If we want to become anti essentialist and decry any claim, anywhere and at any time of dimorphism, we can argue that 1. the sexual division did not really hold in what Engels called 'high barbarism'--e.g., women hunted, made hunting tools, etc.

We may also wish to challenge 2. whether early human societies so organized were truly free of sexual oppression despite being organized via a sexual division of labor (was Engels wrong that women had not yet been dealt a world-historic defeat? patriarchy already in formation before private property in immovable wealth? did Engels get right the connection between property, male patrimony and patriarchy?)

And of course we both agree that 3. even if the sex div of labor did largely and overwhelmingly hold it does not provide a natural or transhistoric basis for how the division of labor and family should and can be organized today.

Yet instead of taking up the last two problems, it seems to me that 'anti essentialism', the one big tool in the poststructuralist arnsenal, means that the only focus of critique can be to deny that any kind of reference to a sexual difference or division at any level and at any time could be real.
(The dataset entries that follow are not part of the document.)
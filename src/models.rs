//! Data model for the identity handoff
//!
//! Wire shapes returned by the backend's token-exchange endpoint and the
//! outcome type every caller of the pipeline has to match on.

use serde::{Deserialize, Deserializer, Serialize};
use std::fmt;

use crate::handoff::error::HandoffError;

/// Opaque single-use token issued by the identity provider.
///
/// No internal structure is assumed. `Debug` only shows the length so the
/// value never ends up in logs.
#[derive(Clone, PartialEq, Eq, Hash)]
pub struct SessionToken(String);

impl SessionToken {
    #[must_use]
    pub fn new(value: impl Into<String>) -> Self {
        Self(value.into())
    }

    #[must_use]
    pub fn as_str(&self) -> &str {
        &self.0
    }

    #[must_use]
    pub fn len(&self) -> usize {
        self.0.len()
    }

    #[must_use]
    pub fn is_empty(&self) -> bool {
        self.0.is_empty()
    }
}

impl fmt::Debug for SessionToken {
    fn fmt(&self, f: &mut fmt::Formatter<'_>) -> fmt::Result {
        write!(f, "SessionToken(<{} chars>)", self.0.len())
    }
}

/// Request body for `POST /auth/<provider>/exchange`
#[derive(Debug, Serialize)]
pub struct ExchangeRequest<'a> {
    pub session_id: &'a str,
}

/// Profile supplied by the identity provider for an identity with no account yet.
///
/// Every field defaults to an empty string so registration pre-fill is total.
#[derive(Debug, Clone, Default, PartialEq, Eq, Serialize, Deserialize)]
pub struct ProviderProfile {
    #[serde(default, deserialize_with = "string_or_empty")]
    pub email: String,
    #[serde(default, deserialize_with = "string_or_empty")]
    pub name: String,
    #[serde(default, deserialize_with = "string_or_empty")]
    pub picture: String,
    #[serde(
        default,
        alias = "google_id",
        deserialize_with = "string_or_empty"
    )]
    pub provider_id: String,
}

/// Role carried on the backend's user record
#[derive(Debug, Clone, Copy, Default, PartialEq, Eq, Serialize, Deserialize)]
#[serde(rename_all = "lowercase")]
pub enum UserRole {
    #[default]
    Rider,
    Driver,
    #[serde(other)]
    Other,
}

/// Existing application account, opaque apart from `id` and `role`
#[derive(Debug, Clone, PartialEq, Serialize, Deserialize)]
pub struct UserRecord {
    #[serde(deserialize_with = "string_or_number")]
    pub id: String,
    #[serde(default)]
    pub role: UserRole,
    #[serde(flatten)]
    pub extra: serde_json::Map<String, serde_json::Value>,
}

impl UserRecord {
    #[must_use]
    pub fn is_driver(&self) -> bool {
        self.role == UserRole::Driver
    }
}

/// Raw success body of the exchange endpoint
#[derive(Debug, Deserialize)]
pub(crate) struct ExchangeResponseBody {
    #[serde(default)]
    pub is_new_user: bool,
    #[serde(default)]
    pub user: Option<UserRecord>,
    #[serde(default, alias = "provider_data")]
    pub google_data: Option<ProviderProfile>,
}

/// Raw failure body of the exchange endpoint
#[derive(Debug, Default, Deserialize)]
pub(crate) struct ExchangeErrorBody {
    #[serde(default)]
    pub detail: Option<serde_json::Value>,
    #[serde(default)]
    pub message: Option<String>,
}

impl ExchangeErrorBody {
    /// Human-readable reason, `detail` first then `message`
    pub(crate) fn reason(&self) -> Option<String> {
        let detail = match &self.detail {
            Some(serde_json::Value::String(s)) => Some(s.clone()),
            Some(serde_json::Value::Null) | None => None,
            Some(other) => Some(other.to_string()),
        };
        detail
            .or_else(|| self.message.clone())
            .filter(|reason| !reason.trim().is_empty())
    }
}

/// Result of one exchange attempt
#[derive(Debug)]
pub enum ExchangeOutcome {
    /// The identity has no application account yet
    NewUser { provider_profile: ProviderProfile },
    /// The identity maps to an existing account
    ExistingUser { user: UserRecord },
    Failure(HandoffError),
}

impl From<HandoffError> for ExchangeOutcome {
    fn from(error: HandoffError) -> Self {
        Self::Failure(error)
    }
}

fn string_or_empty<'de, D>(deserializer: D) -> Result<String, D::Error>
where
    D: Deserializer<'de>,
{
    Ok(Option::<String>::deserialize(deserializer)?.unwrap_or_default())
}

fn string_or_number<'de, D>(deserializer: D) -> Result<String, D::Error>
where
    D: Deserializer<'de>,
{
    match serde_json::Value::deserialize(deserializer)? {
        serde_json::Value::String(s) => Ok(s),
        serde_json::Value::Number(n) => Ok(n.to_string()),
        other => Err(serde::de::Error::custom(format!(
            "expected string or number for user id, got {other}"
        ))),
    }
}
Some insight results but these other questions are left untouched.

he argued that because he saw
> differences then he obviously had to assume that there were real
> differences and those differences *had* to be about the capacity to
> menstruate, conceive, be pregnant. if that's not an argument that my
> woman=ness is fundamentally about my capacity to gvie birth and your
> man-ness is fundamentally about your incapacity to give birth, then i don't
> know what is.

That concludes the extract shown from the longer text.